Case Study: Square Drop
To conclude, let's consider a case study where we simulate a square dropped onto a fixed planar ground. Building on our previous mass-spring model for an elastic square, we augment a barrier potential into its Incremental Potential and apply the filter line search scheme to manage the contact between the square's degrees of freedom (DOFs) and the ground.
The excutable Python project for this section can be found at https://github.com/phys-sim-book/solid-sim-tutorial under the 3_contact folder.
If we further limit the planar ground to be horizontal, e.g. at \(y=y_0\), its signed distance function can be made even simpler than Equation (7.1.1): Combining it with Equation (7.2.4) and Equation (7.2.5), we can conveniently implement the gradient and Hessian computation for the barrier potential of this horizontal ground:
Implementation 8.3.1 (Barrier energy value, gradient, and Hessian, BarrierEnergy.py).
import math
import numpy as np
dhat = 0.01
kappa = 1e5
def val(x, y_ground, contact_area):
sum = 0.0
for i in range(0, len(x)):
d = x[i][1] - y_ground
if d < dhat:
s = d / dhat
sum += contact_area[i] * dhat * kappa / 2 * (s - 1) * math.log(s)
return sum
def grad(x, y_ground, contact_area):
g = np.array([[0.0, 0.0]] * len(x))
for i in range(0, len(x)):
d = x[i][1] - y_ground
if d < dhat:
s = d / dhat
g[i][1] = contact_area[i] * dhat * (kappa / 2 * (math.log(s) / dhat + (s - 1) / d))
return g
def hess(x, y_ground, contact_area):
IJV = [[0] * len(x), [0] * len(x), np.array([0.0] * len(x))]
for i in range(0, len(x)):
IJV[0][i] = i * 2 + 1
IJV[1][i] = i * 2 + 1
d = x[i][1] - y_ground
if d < dhat:
IJV[2][i] = contact_area[i] * dhat * kappa / (2 * d * d * dhat) * (d + dhat)
else:
IJV[2][i] = 0.0
return IJV
For the filter line search, with the position in the last iteration \(\mathbf{x}\) and a search direction \(\mathbf{p}\) of a specific node, the signed distance function is simply \[ d(\mathbf{x} + \alpha \mathbf{p}) = \mathbf{x}_y + \alpha \mathbf{p}_y - y_0, \] where \(\alpha\) is the step size, and there is only one positive real root \(\alpha = (y_0 - \mathbf{x}_y) / \mathbf{p}_y\) when \(\mathbf{p}_y < 0\) since \(\mathbf{x}_y > y_0\) (no interpenetration up to current iteration). Taking the minimum of the positive real root per node then gives us the step size upper bound \(\alpha_C\) defined in Equation (8.2.1):
Implementation 8.3.2 (Ground CCD, BarrierEnergy.py).
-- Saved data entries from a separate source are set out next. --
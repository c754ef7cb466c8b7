/*!
 * Database connection management.
 *
 * This module handles SQLite database connection creation, initialization,
 * and provides async-safe access patterns using tokio's spawn_blocking.
 */

use anyhow::{Context, Result};
use log::{debug, info};
use rusqlite::Connection;
use std::path::{Path, PathBuf};
use std::sync::{Arc, Mutex};

use super::schema;

/// Default database filename
const DEFAULT_DB_FILENAME: &str = "myansub.db";

/// Default database directory name under user's data directory
const DEFAULT_DB_DIRNAME: &str = "myansub";

/// Database connection wrapper with thread-safe access
#[derive(Clone)]
pub struct DatabaseConnection {
    /// Path to the database file
    db_path: PathBuf,
    /// Thread-safe connection wrapped in Arc<Mutex>
    connection: Arc<Mutex<Connection>>,
}

impl DatabaseConnection {
    /// Create a new database connection at the default location
    pub fn new_default() -> Result<Self> {
        let db_path = Self::default_database_path()?;
        Self::new(&db_path)
    }

    /// Create a new database connection at the specified path
    pub fn new<P: AsRef<Path>>(db_path: P) -> Result<Self> {
        let db_path = db_path.as_ref().to_path_buf();

        // Ensure parent directory exists
        if let Some(parent) = db_path.parent() {
            std::fs::create_dir_all(parent)
                .with_context(|| format!("Failed to create database directory: {:?}", parent))?;
        }

        info!("Opening database at: {:?}", db_path);

        let conn = Connection::open(&db_path)
            .with_context(|| format!("Failed to open database: {:?}", db_path))?;

        // Initialize schema
        schema::initialize_schema(&conn)?;

        Ok(Self {
            db_path,
            connection: Arc::new(Mutex::new(conn)),
        })
    }

    /// Create an in-memory database (for testing)
    pub fn new_in_memory() -> Result<Self> {
        debug!("Creating in-memory database");

        let conn =
            Connection::open_in_memory().context("Failed to create in-memory database")?;

        // Initialize schema
        schema::initialize_schema(&conn)?;

        Ok(Self {
            db_path: PathBuf::from(":memory:"),
            connection: Arc::new(Mutex::new(conn)),
        })
    }

    /// Get the default database path
    pub fn default_database_path() -> Result<PathBuf> {
        // Try to use the system data directory
        let base_dir = dirs::data_local_dir()
            .or_else(dirs::data_dir)
            .or_else(|| dirs::home_dir().map(|h| h.join(".local").join("share")))
            .ok_or_else(|| anyhow::anyhow!("Could not determine data directory"))?;

        let db_dir = base_dir.join(DEFAULT_DB_DIRNAME);
        let db_path = db_dir.join(DEFAULT_DB_FILENAME);

        Ok(db_path)
    }

    /// Get the database file path
    pub fn path(&self) -> &Path {
        &self.db_path
    }

    /// Execute a database operation with the connection
    ///
    /// This method acquires the mutex lock and executes the provided closure
    /// with access to the connection. For async contexts, use `execute_async`.
    pub fn execute<F, T>(&self, f: F) -> Result<T>
    where
        F: FnOnce(&Connection) -> Result<T>,
    {
        let conn = self
            .connection
            .lock()
            .map_err(|e| anyhow::anyhow!("Failed to acquire database lock: {}", e))?;

        f(&conn)
    }

    /// Execute a database operation asynchronously using spawn_blocking
    ///
    /// This is the preferred method for async contexts as it prevents
    /// blocking the async runtime.
    pub async fn execute_async<F, T>(&self, f: F) -> Result<T>
    where
        F: FnOnce(&Connection) -> Result<T> + Send + 'static,
        T: Send + 'static,
    {
        let conn = self.connection.clone();

        tokio::task::spawn_blocking(move || {
            let conn = conn
                .lock()
                .map_err(|e| anyhow::anyhow!("Failed to acquire database lock: {}", e))?;

            f(&conn)
        })
        .await
        .context("Database task panicked")?
    }

    /// Begin a transaction and execute operations within it
    pub fn transaction<F, T>(&self, f: F) -> Result<T>
    where
        F: FnOnce(&rusqlite::Transaction) -> Result<T>,
    {
        let mut conn = self
            .connection
            .lock()
            .map_err(|e| anyhow::anyhow!("Failed to acquire database lock: {}", e))?;

        let tx = conn.transaction()?;
        let result = f(&tx)?;
        tx.commit()?;

        Ok(result)
    }

    /// Begin an async transaction and execute operations within it
    pub async fn transaction_async<F, T>(&self, f: F) -> Result<T>
    where
        F: FnOnce(&rusqlite::Transaction) -> Result<T> + Send + 'static,
        T: Send + 'static,
    {
        let conn = self.connection.clone();

        tokio::task::spawn_blocking(move || {
            let mut conn = conn
                .lock()
                .map_err(|e| anyhow::anyhow!("Failed to acquire database lock: {}", e))?;

            let tx = conn.transaction()?;
            let result = f(&tx)?;
            tx.commit()?;

            Ok(result)
        })
        .await
        .context("Database transaction task panicked")?
    }
}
def init_step_size(x, y_ground, p):
alpha = 1
for i in range(0, len(x)):
if p[i][1] < 0:
alpha = min(alpha, 0.9 * (y_ground - x[i][1]) / p[i][1])
return alpha
Here we scale the upper bound by \(0.9\times\) so that exact touching configurations with \(d=0\) and \(b = \infty\) (floating-point number overflow) can be avoided.
Then once we make sure the step size upper bound is used to initialize the line search
Implementation 8.3.3 (Filter line search, time_integrator.py).
# filter line search
alpha = BarrierEnergy.init_step_size(x, y_ground, p) # avoid interpenetration and tunneling
while IP_val(x + alpha * p, e, x_tilde, m, l2, k, y_ground, contact_area, h) > E_last:
alpha /= 2
and that the contact area weights for all nodes are calculated
Implementation 8.3.4 (Contact area, simulator.py).
contact_area = [side_len / n_seg] * len(x) # perimeter split to each node
and passed to our simulator, we can simulate the square drop with mass-spring stiffness k=2e4 and time step size h=0.01 as shown in Figure 8.3.1.
Remark 8.3.1 (Contact Layer Integration). Since in practice, contact forces are only exerted on the boundary of the solids, the barrier potential should be integrated only on the boundary as well. This also explains why in our case study the contact area weight per node is simply calculated as the diameter of the square evenly distributed onto each boundary node. However, as mass-spring elasticity cannot guarantee that all interior nodes will stay inside the boundary of the solid, we simply apply the barrier potential to all nodal DOFs of the square.